-- MATERIAL SHOWN follows --
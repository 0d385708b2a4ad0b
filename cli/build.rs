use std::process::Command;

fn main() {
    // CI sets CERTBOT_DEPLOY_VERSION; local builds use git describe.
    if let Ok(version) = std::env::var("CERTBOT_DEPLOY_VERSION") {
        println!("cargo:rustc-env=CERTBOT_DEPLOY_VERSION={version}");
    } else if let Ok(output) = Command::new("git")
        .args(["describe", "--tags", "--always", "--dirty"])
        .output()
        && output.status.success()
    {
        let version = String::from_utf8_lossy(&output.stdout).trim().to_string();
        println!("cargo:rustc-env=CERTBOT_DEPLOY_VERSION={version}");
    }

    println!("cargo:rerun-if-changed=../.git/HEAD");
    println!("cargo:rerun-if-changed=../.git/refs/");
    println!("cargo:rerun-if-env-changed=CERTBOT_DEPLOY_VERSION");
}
-- MATERIAL SHOWN concluded --
● **WORK TO COMPLETE**
Every entry shown above is to be written out exactly.

● **WORKED SOLUTION**
repository 0d385708b2a4ad0b
filename cli/build.rs
use std::process::Command;

fn main() {
    // CI sets CERTBOT_DEPLOY_VERSION; local builds use git describe.
    if let Ok(version) = std::env::var("CERTBOT_DEPLOY_VERSION") {
        println!("cargo:rustc-env=CERTBOT_DEPLOY_VERSION={version}");
    } else if let Ok(output) = Command::new("git")
        .args(["describe", "--tags", "--always", "--dirty"])
        .output()
        && output.status.success()
    {
        let version = String::from_utf8_lossy(&output.stdout).trim().to_string();
        println!("cargo:rustc-env=CERTBOT_DEPLOY_VERSION={version}");
    }

    println!("cargo:rerun-if-changed=../.git/HEAD");
    println!("cargo:rerun-if-changed=../.git/refs/");
    println!("cargo:rerun-if-env-changed=CERTBOT_DEPLOY_VERSION");
}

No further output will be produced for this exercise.